Content starts
//! Task state machine
//!
//! pending → in_progress → completed | failed, strictly forward, no retries.

use chrono::{DateTime, Utc};
use serde::{Deserialize, Serialize};
use std::fmt;
use std::str::FromStr;

use crate::models::{FilterSpec, NormalizedRecord};
use crate::Error;

/// Store-assigned task identifier
pub type TaskId = i64;

/// Task lifecycle state
#[derive(Debug, Clone, Copy, PartialEq, Eq, Hash, Serialize, Deserialize)]
#[serde(rename_all = "snake_case")]
pub enum TaskStatus {
    /// Created and queued, not yet picked up
    Pending,
    /// Picked up by the worker
    InProgress,
    /// Records appended, terminal
    Completed,
    /// A data source could not be loaded, terminal
    Failed,
}

impl TaskStatus {
    pub fn as_str(&self) -> &'static str {
        match self {
            TaskStatus::Pending => "pending",
            TaskStatus::InProgress => "in_progress",
            TaskStatus::Completed => "completed",
            TaskStatus::Failed => "failed",
        }
    }

    pub fn is_terminal(&self) -> bool {
        matches!(self, TaskStatus::Completed | TaskStatus::Failed)
    }

    /// The only state this one may be entered from
    ///
    /// `Pending` is initial and has no predecessor.
    pub fn predecessor(&self) -> Option<TaskStatus> {
        match self {
            TaskStatus::Pending => None,
            TaskStatus::InProgress => Some(TaskStatus::Pending),
            TaskStatus::Completed | TaskStatus::Failed => Some(TaskStatus::InProgress),
        }
    }

    pub fn can_transition_to(&self, next: TaskStatus) -> bool {
        next.predecessor() == Some(*self)
    }
}

impl fmt::Display for TaskStatus {
    fn fmt(&self, f: &mut fmt::Formatter<'_>) -> fmt::Result {
        f.write_str(self.as_str())
    }
}

impl FromStr for TaskStatus {
    type Err = Error;

    fn from_str(s: &str) -> Result<Self, Self::Err> {
        match s {
            "pending" => Ok(TaskStatus::Pending),
            "in_progress" => Ok(TaskStatus::InProgress),
            "completed" => Ok(TaskStatus::Completed),
            "failed" => Ok(TaskStatus::Failed),
            other => Err(Error::Internal(format!("Unknown task status: {}", other))),
        }
    }
}

/// A unit of asynchronous merge work and its output
#[derive(Debug, Clone, Serialize)]
pub struct Task {
    pub id: TaskId,
    pub status: TaskStatus,
    pub filter: FilterSpec,
    pub records: Vec<NormalizedRecord>,
    pub created_at: DateTime<Utc>,
    pub updated_at: DateTime<Utc>,
}

#[cfg(test)]
mod tests {
    use super::*;

    const ALL: [TaskStatus; 4] = [
        TaskStatus::Pending,
        TaskStatus::InProgress,
        TaskStatus::Completed,
        TaskStatus::Failed,
    ];

    #[test]
    fn test_only_forward_transitions_allowed() {
        let allowed: Vec<(TaskStatus, TaskStatus)> = ALL
            .iter()
            .flat_map(|from| ALL.iter().map(move |to| (*from, *to)))
            .filter(|(from, to)| from.can_transition_to(*to))
            .collect();

        assert_eq!(
            allowed,
            vec![
                (TaskStatus::Pending, TaskStatus::InProgress),
                (TaskStatus::InProgress, TaskStatus::Completed),
                (TaskStatus::InProgress, TaskStatus::Failed),
            ]
        );
    }

    #[test]
    fn test_status_strings_match_wire_format() {
        for status in ALL {
            let json = serde_json::to_value(status).unwrap();
            assert_eq!(json, status.as_str());
            assert_eq!(status.as_str().parse::<TaskStatus>().unwrap(), status);
        }
        assert!("in progress".parse::<TaskStatus>().is_err());
    }

    #[test]
    fn test_terminal_states() {
        assert!(!TaskStatus::Pending.is_terminal());
        assert!(!TaskStatus::InProgress.is_terminal());
        assert!(TaskStatus::Completed.is_terminal());
        assert!(TaskStatus::Failed.is_terminal());
    }
}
Content ends
Look for the line that contains "for status in" in the entries above. Set it down, along with all later lines, exactly as written.

SOLUTION FOR THIS TASK =
        for status in ALL {
            let json = serde_json::to_value(status).unwrap();
            assert_eq!(json, status.as_str());
            assert_eq!(status.as_str().parse::<TaskStatus>().unwrap(), status);
        }
        assert!("in progress".parse::<TaskStatus>().is_err());
    }

    #[test]
    fn test_terminal_states() {
        assert!(!TaskStatus::Pending.is_terminal());
        assert!(!TaskStatus::InProgress.is_terminal());
        assert!(TaskStatus::Completed.is_terminal());
        assert!(TaskStatus::Failed.is_terminal());
    }
}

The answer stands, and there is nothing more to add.